Id         ::= { Letter | Decimal | IdPunc }+
Letter     ::= A | B | C | D | E | F | G | H | I | J | K | L | M
             | N | O | P | Q | R | S | T | U | V | W | X | Y | Z
             | a | b | c | d | e | f | g | h | i | j | k | l | m
             | n | o | p | q | r | s | t | u | v | w | x | y | z
IdPunc     ::= .  |  _

Text       ::= " TextChar* "
TextChar   ::= Decimal | Letter | Punc | Escape
Punc       ::= ~ | ` | ! | @ | # | $ | % | ^ | & | * | ( | )
             | _ | - | + | = | `{' | `[' | `}' | `]' | : | ;
             | `|' | ' | , | < | . | > | ? | / | Space
Escape     ::= \ { n | t | v | b | r | f | a | \  | " | Octals |  Hexes }
Octals     ::= Octal [ Octal [ Octal ] ]
Hexes      ::= { x | X } Hex [ Hex ]

TwoPunc    ::= ++ | == | != | <= | >= | => | || | &&

Keyword    ::= binding | do | else | ERR | FALSE | files | foreach 
            | from | function | if | in | import | list | return
            | then | type | TRUE | value

Whitespace ::= ` ' | Tab | Newline

Comment    ::= // NonNewlineChar* Newline
            |  `/*' CommentBody `*/'

We define Newline as an ASCII new line sequence, either CR, LF, or CRLF. NonNewlineChar is any ASCII character other than CR and LF. CommentBody is any sequence of ASCII characters that does not contain `*/'. Tab is the ASCII TAB character.

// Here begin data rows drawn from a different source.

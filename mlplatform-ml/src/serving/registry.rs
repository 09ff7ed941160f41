//! Model registry and endpoint catalog.
//!
//! Registered models are copied into the registry's own storage, so the
//! registry stays valid after the pipeline's working artifacts are gone.
//! Both catalogs are JSON files rewritten atomically on every change.

use crate::artifact::{Artifact, MODEL_FILE_SUFFIX, ModelFile};
use crate::error::{MlError, Result};
use chrono::{DateTime, Utc};
use mlplatform_core::persistence::{atomic_write, atomic_write_json, load_json};
use serde::{Deserialize, Serialize};
use sha2::{Digest, Sha256};
use std::collections::BTreeMap;
use std::path::{Path, PathBuf};

const MODELS_FILE: &str = "models.json";
const ENDPOINTS_FILE: &str = "endpoints.json";

/// A model uploaded to the registry.
#[derive(Debug, Clone, PartialEq, Serialize, Deserialize)]
pub struct RegisteredModel {
    pub id: String,
    pub resource_name: String,
    pub display_name: String,
    pub framework: String,
    /// Directory the artifact was uploaded from.
    pub artifact_uri: String,
    /// Registry-managed copy of the model file.
    pub model_file: PathBuf,
    pub sha256: String,
    pub serving_image: String,
    pub health_route: String,
    pub predict_route: String,
    pub env: BTreeMap<String, String>,
    pub created_at: DateTime<Utc>,
}

/// A model deployed onto an endpoint.
#[derive(Debug, Clone, PartialEq, Serialize, Deserialize)]
pub struct DeployedModel {
    pub id: String,
    pub model_id: String,
    pub display_name: String,
    pub machine_type: String,
    pub traffic_percentage: u32,
    pub deployed_at: DateTime<Utc>,
}

/// A hosted prediction endpoint.
#[derive(Debug, Clone, PartialEq, Serialize, Deserialize)]
pub struct Endpoint {
    pub id: String,
    pub resource_name: String,
    pub display_name: String,
    pub project: String,
    pub region: String,
    pub deployed_models: Vec<DeployedModel>,
    pub created_at: DateTime<Utc>,
}

impl Endpoint {
    /// The deployed model receiving the most traffic.
    pub fn primary(&self) -> Option<&DeployedModel> {
        self.deployed_models
            .iter()
            .filter(|d| d.traffic_percentage > 0)
            .max_by_key(|d| d.traffic_percentage)
    }
}

#[derive(Debug, Default, Serialize, Deserialize)]
struct ModelCatalog {
    models: Vec<RegisteredModel>,
}

#[derive(Debug, Default, Serialize, Deserialize)]
struct EndpointCatalog {
    endpoints: Vec<Endpoint>,
}

/// Parameters for [`ModelRegistry::upload_model`].
#[derive(Debug, Clone)]
pub struct ModelUpload<'a> {
    pub display_name: &'a str,
    pub artifact: &'a Artifact,
    pub serving_image: &'a str,
    pub project: &'a str,
    pub region: &'a str,
}

/// A model loaded for serving from an endpoint.
#[derive(Debug, Clone)]
pub struct ServingModel {
    pub model: RegisteredModel,
    pub deployed: DeployedModel,
    pub file: ModelFile,
}

/// File-backed model registry rooted at a directory.
#[derive(Debug, Clone)]
pub struct ModelRegistry {
    root: PathBuf,
}

pub fn sha256_hex(data: &[u8]) -> String {
    format!("{:x}", Sha256::digest(data))
}

impl ModelRegistry {
    pub fn new(root: impl Into<PathBuf>) -> Self {
        Self { root: root.into() }
    }

    pub fn root(&self) -> &Path {
        &self.root
    }

    fn models_path(&self) -> PathBuf {
        self.root.join(MODELS_FILE)
    }

    fn endpoints_path(&self) -> PathBuf {
        self.root.join(ENDPOINTS_FILE)
    }

    fn load_models(&self) -> Result<ModelCatalog> {
        Ok(load_json(&self.models_path())?.unwrap_or_default())
    }

    fn load_endpoints(&self) -> Result<EndpointCatalog> {
        Ok(load_json(&self.endpoints_path())?.unwrap_or_default())
    }

    /// Copy a model artifact into the registry and record it.
    pub fn upload_model(&self, upload: ModelUpload<'_>) -> Result<RegisteredModel> {
        let source = upload.artifact.model_path();
        let bytes = std::fs::read(&source).map_err(|e| match e.kind() {
            std::io::ErrorKind::NotFound => {
                MlError::not_found(format!("model file {}", source.display()))
            }
            _ => MlError::Io(e),
        })?;
        let file = ModelFile::from_slice(&bytes)?;

        let id = uuid::Uuid::new_v4().simple().to_string();
        let model_file = self
            .root
            .join("models")
            .join(&id)
            .join(format!("model{MODEL_FILE_SUFFIX}"));
        atomic_write(&model_file, &bytes)?;

        let name = upload.display_name;
        let model = RegisteredModel {
            resource_name: format!(
                "projects/{}/locations/{}/models/{id}",
                upload.project, upload.region
            ),
            id,
            display_name: name.to_string(),
            framework: file.framework,
            artifact_uri: upload.artifact.directory().to_string_lossy().into_owned(),
            model_file,
            sha256: sha256_hex(&bytes),
            serving_image: upload.serving_image.to_string(),
            health_route: format!("/v1/models/{name}"),
            predict_route: format!("/v1/models/{name}:predict"),
            env: BTreeMap::from([("MODEL_NAME".to_string(), name.to_string())]),
            created_at: Utc::now(),
        };

        let mut catalog = self.load_models()?;
        catalog.models.push(model.clone());
        atomic_write_json(&self.models_path(), &catalog)?;
        tracing::info!(
            model = %model.resource_name,
            sha256 = %model.sha256,
            "Registered model"
        );
        Ok(model)
    }

    pub fn list_models(&self) -> Result<Vec<RegisteredModel>> {
        Ok(self.load_models()?.models)
    }

    /// Look up a model by id or resource name.
    pub fn get_model(&self, id: &str) -> Result<RegisteredModel> {
        self.load_models()?
            .models
            .into_iter()
            .find(|m| m.id == id || m.resource_name == id)
            .ok_or_else(|| MlError::not_found(format!("model '{id}'")))
    }

    pub fn create_endpoint(&self, display_name: &str, project: &str, region: &str) -> Result<Endpoint> {
        let id = uuid::Uuid::new_v4().simple().to_string();
        let endpoint = Endpoint {
            resource_name: format!("projects/{project}/locations/{region}/endpoints/{id}"),
            id,
            display_name: display_name.to_string(),
            project: project.to_string(),
            region: region.to_string(),
            deployed_models: Vec::new(),
            created_at: Utc::now(),
        };
        let mut catalog = self.load_endpoints()?;
        catalog.endpoints.push(endpoint.clone());
        atomic_write_json(&self.endpoints_path(), &catalog)?;
        tracing::info!(endpoint = %endpoint.resource_name, "Created endpoint");
        Ok(endpoint)
    }

    pub fn list_endpoints(&self) -> Result<Vec<Endpoint>> {
        Ok(self.load_endpoints()?.endpoints)
    }

    /// Look up an endpoint by id or resource name.
    pub fn get_endpoint(&self, id: &str) -> Result<Endpoint> {
        self.load_endpoints()?
            .endpoints
            .into_iter()
            .find(|e| e.id == id || e.resource_name == id)
            .ok_or_else(|| MlError::not_found(format!("endpoint '{id}'")))
    }

    /// Deploy a registered model onto an endpoint with the given traffic
    /// share. A share of 100 takes all traffic from the models already
    /// deployed; otherwise the endpoint's total may not exceed 100.
    pub fn deploy_model(
        &self,
        endpoint_id: &str,
        model_id: &str,
        machine_type: &str,
        traffic_percentage: u32,
    ) -> Result<Endpoint> {
        if traffic_percentage > 100 {
            return Err(MlError::deployment(format!(
                "traffic percentage {traffic_percentage} exceeds 100"
            )));
        }
        let model = self.get_model(model_id)?;
        let mut catalog = self.load_endpoints()?;
        let endpoint = catalog
            .endpoints
            .iter_mut()
            .find(|e| e.id == endpoint_id || e.resource_name == endpoint_id)
            .ok_or_else(|| MlError::not_found(format!("endpoint '{endpoint_id}'")))?;

        if traffic_percentage == 100 {
            for existing in &mut endpoint.deployed_models {
                existing.traffic_percentage = 0;
            }
        }
        let allocated: u32 = endpoint
            .deployed_models
            .iter()
            .map(|d| d.traffic_percentage)
            .sum();
        if allocated + traffic_percentage > 100 {
            return Err(MlError::deployment(format!(
                "endpoint already routes {allocated}% of traffic; cannot add {traffic_percentage}%"
            )));
        }

        endpoint.deployed_models.push(DeployedModel {
            id: uuid::Uuid::new_v4().simple().to_string(),
            model_id: model.id.clone(),
            display_name: model.display_name.clone(),
            machine_type: machine_type.to_string(),
            traffic_percentage,
            deployed_at: Utc::now(),
        });
        let updated = endpoint.clone();
        atomic_write_json(&self.endpoints_path(), &catalog)?;
        tracing::info!(
            endpoint = %updated.resource_name,
            model = %model.resource_name,
            machine_type,
            traffic_percentage,
            "Deployed model to endpoint"
        );
        Ok(updated)
    }

    /// Load the model serving most of an endpoint's traffic, verifying the
    /// stored checksum.
    pub fn load_serving_model(&self, endpoint_id: &str) -> Result<ServingModel> {
        let endpoint = self.get_endpoint(endpoint_id)?;
        let deployed = endpoint.primary().cloned().ok_or_else(|| {
            MlError::deployment(format!("endpoint '{endpoint_id}' has no model receiving traffic"))
        })?;
        let model = self.get_model(&deployed.model_id)?;
        let bytes = std::fs::read(&model.model_file)?;
        let digest = sha256_hex(&bytes);
        if digest != model.sha256 {
            return Err(MlError::model(format!(
                "checksum mismatch for {}: expected {}, found {digest}",
                model.model_file.display(),
                model.sha256
            )));
        }
        let file = ModelFile::from_slice(&bytes)?;
        Ok(ServingModel {
            model,
            deployed,
            file,
        })
    }
}
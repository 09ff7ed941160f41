//! Standard (z-score) scaling of a single numeric column.

use serde::{Deserialize, Serialize};

/// Fitted mean and scale for one column.
///
/// The scale is the population standard deviation; a constant column gets a
/// scale of 1 so it maps to zero rather than dividing by zero.
#[derive(Debug, Clone, PartialEq, Serialize, Deserialize)]
pub struct StandardScaler {
    pub mean: f64,
    pub scale: f64,
}

impl StandardScaler {
    pub fn fit(values: &[f64]) -> Self {
        if values.is_empty() {
            return Self {
                mean: 0.0,
                scale: 1.0,
            };
        }
        let n = values.len() as f64;
        let mean = values.iter().sum::<f64>() / n;
        let variance = values.iter().map(|v| (v - mean).powi(2)).sum::<f64>() / n;
        let std = variance.sqrt();
        Self {
            mean,
            scale: if std > f64::EPSILON { std } else { 1.0 },
        }
    }

    pub fn transform(&self, value: f64) -> f64 {
        (value - self.mean) / self.scale
    }
}
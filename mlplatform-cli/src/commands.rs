//! CLI subcommand handlers.

use crate::{AlgorithmArg, Commands, PipelineKind, TieBreakArg};
use anyhow::Context;
use mlplatform_core::{PlatformConfig, load_config};
use mlplatform_ml::algorithms::Algorithm;
use mlplatform_ml::artifact::Artifact;
use mlplatform_ml::components::{
    BatchPredictRequest, DeployRequest, ModelCandidate, PreprocessOptions, TieBreak, TrainOptions,
    batch_predict, deploy_model, evaluate_model, load_data, preprocess_data, train_model,
};
use mlplatform_ml::pipeline::{
    LocalRunner, PipelineSpec, Services, compile, inference_pipeline, training_pipeline,
};
use mlplatform_ml::serving::{EndpointState, serve};
use std::path::Path;
use std::sync::Arc;

/// Handle a CLI subcommand.
pub async fn handle_command(command: Commands, workspace: &Path) -> anyhow::Result<()> {
    let config =
        load_config(Some(workspace)).map_err(|e| anyhow::anyhow!("Configuration error: {}", e))?;
    tracing::debug!(
        workspace = %workspace.display(),
        project = %config.project_id,
        "Configuration loaded"
    );

    match command {
        Commands::Compile { output } => handle_compile(&config, &output),
        Commands::Run { pipeline, spec } => handle_run(&config, pipeline, spec.as_deref()).await,
        Commands::Load { gcs_url, output } => {
            let services = Services::from_config(&config);
            let url = gcs_url.unwrap_or_else(|| config.gcs_url.clone());
            let artifact = load_data(services.store.as_ref(), &url, artifact_at("dataset", &output)).await?;
            println!("Dataset written to {}", artifact.uri);
            Ok(())
        }
        Commands::Preprocess {
            input,
            train_ratio,
            seed,
            train_output,
            test_output,
        } => {
            let options = PreprocessOptions::new(train_ratio.unwrap_or(config.train_ratio))
                .with_seed(seed.unwrap_or(config.split_seed));
            let split = preprocess_data(
                &artifact_at("dataset", &input),
                &options,
                artifact_at("train_dataset", &train_output),
                artifact_at("test_dataset", &test_output),
            )?;
            println!("Train set: {}", split.train.uri);
            println!("Test set: {}", split.test.uri);
            Ok(())
        }
        Commands::Train {
            algorithm,
            train,
            output,
            n_iter,
            cv,
            seed,
        } => {
            let algorithm = match algorithm {
                AlgorithmArg::DecisionTree => Algorithm::DecisionTree,
                AlgorithmArg::RandomForest => Algorithm::RandomForest,
            };
            let model = train_model(
                algorithm,
                &artifact_at("train_dataset", &train),
                artifact_at("model", &output),
                &TrainOptions { n_iter, cv, seed },
            )?;
            println!("{}", serde_json::to_string_pretty(&model.metadata)?);
            println!("Model written to {}", model.model_path().display());
            Ok(())
        }
        Commands::Evaluate {
            test,
            candidates,
            tie_break,
        } => {
            let candidates = parse_candidates(&candidates)?;
            let tie_break = match tie_break {
                TieBreakArg::First => TieBreak::First,
                TieBreakArg::Last => TieBreak::Last,
            };
            let evaluation = evaluate_model(&candidates, &artifact_at("test_dataset", &test), tie_break)?;
            for result in &evaluation.results {
                println!("  {:<20} {:.4}", result.model, result.accuracy);
            }
            println!("{}", evaluation.optimal_model);
            Ok(())
        }
        Commands::Deploy {
            optimal_model,
            candidates,
            serving_image,
        } => {
            let candidates = parse_candidates(&candidates)?;
            let serving_image = match serving_image {
                Some(image) => image,
                None => config.require_serving_image()?.to_string(),
            };
            let services = Services::from_config(&config);
            let endpoint = deploy_model(
                &services.registry,
                &DeployRequest {
                    optimal_model: &optimal_model,
                    candidates: &candidates,
                    serving_image: &serving_image,
                    project: &config.project_id,
                    region: &config.region,
                    display_name: &config.model_display_name,
                    machine_type: &config.machine_type,
                },
            )?;
            println!("{endpoint}");
            Ok(())
        }
        Commands::BatchPredict {
            model_gcs_path,
            input_data_gcs_path,
            table_ref,
            project,
            target_column,
            sample_size,
            seed,
        } => {
            let mut request =
                BatchPredictRequest::new(model_gcs_path, input_data_gcs_path, table_ref, project)
                    .with_sample_size(sample_size.unwrap_or(config.batch_sample_size));
            request.target_column = target_column;
            request.seed = seed;
            let services = Services::from_config(&config);
            let message =
                batch_predict(services.store.as_ref(), services.warehouse.as_ref(), &request).await?;
            println!("{message}");
            Ok(())
        }
        Commands::Serve { endpoint, addr } => {
            let services = Services::from_config(&config);
            let serving = services.registry.load_serving_model(&endpoint)?;
            println!(
                "Serving {} ({}) on http://{addr}{}",
                serving.model.display_name, serving.model.framework, serving.model.predict_route
            );
            serve(Arc::new(EndpointState::from(serving)), addr).await?;
            Ok(())
        }
    }
}

fn artifact_at(name: &str, path: &Path) -> Artifact {
    Artifact::new(name, path.to_string_lossy().into_owned())
}

/// Parse `<id>=<path>` candidate arguments, keeping their order.
fn parse_candidates(raw: &[String]) -> anyhow::Result<Vec<ModelCandidate>> {
    raw.iter()
        .map(|entry| {
            let (id, path) = entry
                .split_once('=')
                .filter(|(id, path)| !id.is_empty() && !path.is_empty())
                .with_context(|| format!("candidate '{entry}' must look like <id>=<path>"))?;
            Ok(ModelCandidate::new(id, artifact_at(id, Path::new(path))))
        })
        .collect()
}

fn builtin_pipelines(config: &PlatformConfig) -> anyhow::Result<Vec<PipelineSpec>> {
    Ok(vec![training_pipeline(config)?, inference_pipeline(config)])
}

fn handle_compile(config: &PlatformConfig, output: &Path) -> anyhow::Result<()> {
    for spec in builtin_pipelines(config)? {
        let path = output.join(format!("{}.json", spec.name));
        compile(&spec, &path)?;
        println!("Compiled {} -> {}", spec.name, path.display());
    }
    Ok(())
}

async fn handle_run(
    config: &PlatformConfig,
    pipeline: Option<PipelineKind>,
    spec_path: Option<&Path>,
) -> anyhow::Result<()> {
    let spec = match (pipeline, spec_path) {
        (_, Some(path)) => {
            let text = std::fs::read_to_string(path)
                .with_context(|| format!("Failed to read {}", path.display()))?;
            serde_json::from_str::<PipelineSpec>(&text)
                .with_context(|| format!("Invalid pipeline file {}", path.display()))?
        }
        (Some(PipelineKind::Inference), None) => inference_pipeline(config),
        (Some(PipelineKind::Training) | None, None) => training_pipeline(config)?,
    };

    let runner = LocalRunner::new(Services::from_config(config), config.pipeline_root_dir());
    let result = runner.run(&spec).await?;
    println!("{}", serde_json::to_string_pretty(&result)?);
    Ok(())
}

#[cfg(test)]
mod tests {
    use super::*;

    #[test]
    fn test_parse_candidates_keeps_order() {
        let parsed = parse_candidates(&[
            "random_forest=runs/rf/model".to_string(),
            "decision_tree=runs/dt/model".to_string(),
        ])
        .unwrap();
        let ids: Vec<&str> = parsed.iter().map(|c| c.id.as_str()).collect();
        pretty_assertions::assert_eq!(ids, vec!["random_forest", "decision_tree"]);
        assert_eq!(parsed[0].artifact.uri, "runs/rf/model");
    }

    #[test]
    fn test_parse_candidates_rejects_malformed() {
        for bad in ["random_forest", "=path", "id="] {
            assert!(parse_candidates(&[bad.to_string()]).is_err(), "{bad}");
        }
    }
}
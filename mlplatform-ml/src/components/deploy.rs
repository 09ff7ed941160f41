//! Deployer stage: register the winning model and serve it from a new
//! endpoint.

use crate::components::evaluate::ModelCandidate;
use crate::error::{MlError, Result};
use crate::serving::registry::{ModelRegistry, ModelUpload};

/// Share of endpoint traffic routed to a freshly deployed model.
pub const FULL_TRAFFIC: u32 = 100;

#[derive(Debug, Clone)]
pub struct DeployRequest<'a> {
    pub optimal_model: &'a str,
    pub candidates: &'a [ModelCandidate],
    pub serving_image: &'a str,
    pub project: &'a str,
    pub region: &'a str,
    pub display_name: &'a str,
    pub machine_type: &'a str,
}

/// Register the chosen candidate, create an endpoint, and route all traffic
/// to it. Returns the endpoint's resource name.
///
/// A failure after registration leaves the registered model in place.
pub fn deploy_model(registry: &ModelRegistry, request: &DeployRequest<'_>) -> Result<String> {
    let candidate = request
        .candidates
        .iter()
        .find(|c| c.id == request.optimal_model)
        .ok_or_else(|| MlError::UnknownCandidate {
            name: request.optimal_model.to_string(),
            known: request
                .candidates
                .iter()
                .map(|c| c.id.as_str())
                .collect::<Vec<_>>()
                .join(", "),
        })?;

    let model = registry.upload_model(ModelUpload {
        display_name: request.display_name,
        artifact: &candidate.artifact,
        serving_image: request.serving_image,
        project: request.project,
        region: request.region,
    })?;
    let endpoint = registry.create_endpoint(request.display_name, request.project, request.region)?;
    let endpoint =
        registry.deploy_model(&endpoint.id, &model.id, request.machine_type, FULL_TRAFFIC)?;

    tracing::info!(
        model = %model.resource_name,
        endpoint = %endpoint.resource_name,
        candidate = %candidate.id,
        "Model deployed"
    );
    Ok(endpoint.resource_name)
}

The ambiguities in the token grammar are resolved as follows. The tokenizer interprets the program as a TokenSeq. It scans from left to right, repeatedly matching the longest possible Token beginning with the next unmatched character. Whitespace and Comment tokens are discarded after matching; other tokens are passed on for parsing by the main grammar. When a string of characters matches both Integer and Id, it is tokenized as Integer. When a string matches both Keyword and Id, it is tokenized as Keyword.

4.4 Reserved Identifiers

Here are Vesta-2's reserved identifiers; they should not be redefined:

  _append _bind1 _defined _div _elem _find _findr
  _head _is_binding _is_bool _is_closure _is_err
  _is_int _is_list _is_text _length _list1 _lookup
  _map _max _min _mod _n _run_tool _same_type _sub
  _tail _type_of _v

5. Acknowledgments

Bill McKeeman encouraged us to revise the syntax of the language to make it more palatable to C programmers. Mark Lillibridge gave us many useful comments on an earlier draft of the paper.

6. References

[1] Allan Heydon, Roy Levin, Tim Mann, and Yuan Yu. The Vesta-2 Software Configuration Management System, Research Report, Digital Systems Research Center. In preparation.

[2] Roy Levin and Paul R. McJones. The Vesta Approach to Precise Configuration of Large Software Systems, Research Report 105, Digital Systems Research Center. June 1993. 39 pgs.

[3] Sheng-Yang Chiu and Roy Levin. The Vesta Repository: A File System Extension for Software Development, Research Report 106, Digital Systems Research Center. June 1993. 34 pgs.

[4] Christine B. Hanna and Roy Levin. The Vesta Language for Configuration Management, Research Report 107, Digital Systems Research Center. June 1993. 62 pgs.

[5] Mark R. Brown and John R. Ellis. Bridges: Tools to Extend the Vesta Configuration Management System, Research Report 108, Digital Systems Research Center. June 1993. 43 pgs.